A5. Eye gaze determination / correction processing:
FIG. 21 is a flowchart showing the flow of the line-of-sight determination / correction process. First, the line-of-sight determination unit 250 acquires a texture parameter λ ₁ that correlates with the position of the pupil of the right eye and a shape parameter p ₁ that correlates with face swing (step S610). The line-of-sight determination unit 250 reads the angle table T (FIG. 1) stored in the internal memory 120 (step S615).

FIG. 22 shows the angle table T. In the angle table T, a correspondence relationship between the value of the shape parameter p ₁ and the face swing angle θ and a correspondence relationship between the value of the texture parameter λ ₁ and the relative line-of-sight angle γ are defined. With reference to such an angle table T, the line-of-sight determination unit 250 can acquire the face swing angle θ and the eye relative line-of-sight angle γ existing in the target image OI.
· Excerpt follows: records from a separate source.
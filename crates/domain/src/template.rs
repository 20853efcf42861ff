//! Condition and action templates: the read-only catalog the task wizard
//! offers, keyed by robot category.

use std::collections::HashMap;

use serde::{Deserialize, Serialize};

use crate::id::TemplateId;

/// A selectable trigger for a task.
#[derive(Debug, Clone, PartialEq, Eq, Serialize, Deserialize)]
pub struct ConditionOption {
    pub id: TemplateId,
    pub name: String,
    pub description: String,
}

/// A selectable effect for a task.
#[derive(Debug, Clone, PartialEq, Eq, Serialize, Deserialize)]
pub struct ActionOption {
    pub id: TemplateId,
    pub name: String,
    pub description: String,
}

/// The templates offered for one robot category.
#[derive(Debug, Clone, Default, PartialEq, Eq, Serialize, Deserialize)]
pub struct CategoryTemplates {
    pub conditions: Vec<ConditionOption>,
    pub actions: Vec<ActionOption>,
}

/// Every category's templates.
#[derive(Debug, Clone, Default)]
pub struct TemplateCatalog {
    categories: HashMap<String, CategoryTemplates>,
}

impl TemplateCatalog {
    #[must_use]
    pub fn new() -> Self {
        Self::default()
    }

    /// Register (or replace) the templates of a category.
    #[must_use]
    pub fn with_category(
        mut self,
        category: impl Into<String>,
        templates: CategoryTemplates,
    ) -> Self {
        self.categories.insert(category.into(), templates);
        self
    }

    /// Templates of `category`, `None` when the category is unknown.
    #[must_use]
    pub fn get(&self, category: &str) -> Option<&CategoryTemplates> {
        self.categories.get(category)
    }

    /// Condition options of `category`; empty when the category is unknown.
    #[must_use]
    pub fn conditions_for(&self, category: &str) -> &[ConditionOption] {
        self.get(category)
            .map_or(&[], |templates| templates.conditions.as_slice())
    }

    /// Action options of `category`; empty when the category is unknown.
    #[must_use]
    pub fn actions_for(&self, category: &str) -> &[ActionOption] {
        self.get(category)
            .map_or(&[], |templates| templates.actions.as_slice())
    }

    #[must_use]
    pub fn contains_condition(&self, category: &str, id: &TemplateId) -> bool {
        self.conditions_for(category).iter().any(|c| &c.id == id)
    }

    #[must_use]
    pub fn contains_action(&self, category: &str, id: &TemplateId) -> bool {
        self.actions_for(category).iter().any(|a| &a.id == id)
    }
}

#[cfg(test)]
mod tests {
    use super::*;

    fn catalog() -> TemplateCatalog {
        TemplateCatalog::new().with_category(
            "customer_service",
            CategoryTemplates {
                conditions: vec![ConditionOption {
                    id: "new_message".into(),
                    name: "New message".to_string(),
                    description: "A customer sends a message".to_string(),
                }],
                actions: vec![ActionOption {
                    id: "auto_reply".into(),
                    name: "Auto reply".to_string(),
                    description: "Answer with the FAQ model".to_string(),
                }],
            },
        )
    }

    #[test]
    fn should_return_options_for_known_category() {
        let catalog = catalog();
        assert_eq!(catalog.conditions_for("customer_service").len(), 1);
        assert_eq!(catalog.actions_for("customer_service").len(), 1);
    }

    #[test]
    fn should_return_empty_options_for_unknown_category() {
        let catalog = catalog();
        assert!(catalog.conditions_for("finance").is_empty());
        assert!(catalog.actions_for("finance").is_empty());
    }

    #[test]
    fn should_check_membership_within_category_only() {
        let catalog = catalog().with_category("finance", CategoryTemplates::default());
        let id = TemplateId::from("new_message");
        assert!(catalog.contains_condition("customer_service", &id));
        assert!(!catalog.contains_condition("finance", &id));
        assert!(!catalog.contains_action("customer_service", &id));
    }
}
FIG. 23 is a schematic diagram illustrating the swing angle θ and the relative line-of-sight angle γ. In the figure, the state in which the target image OI is photographed by the digital still camera DSC is viewed from the head of the person. An image plane IP of the target image OI is formed in a direction orthogonal to the central optical axis CA of the digital still camera DSC. The swing angle θ is an angle formed by the face front axis FA with respect to the central optical axis CA (size is 0 to 90 degrees), and is defined such that right swing is positive and left swing is negative. In addition, since the face detection in which the face shake becomes large is not normally performed, the maximum absolute value of the swing angle θ is a value smaller than 90 degrees. On the other hand, the relative line-of-sight angle γ is an angle formed by the line-of-sight axis VA with respect to the face front axis FA, and is defined such that right-handed swing is positive and left-handed swing is negative. Since the texture parameter λ ₁ is detected based on the average shape image I (W (x; p)) averaged to face the front using the values of the global parameter and the shape parameter p _i , This corresponds to the relative viewing angle γ with respect to the axis FA. Note that it can be considered that the directions of the right eye axis VA and the left eye axis VA coincide. Therefore, in this embodiment, the relative line-of-sight angle γ for the left eye is not specified.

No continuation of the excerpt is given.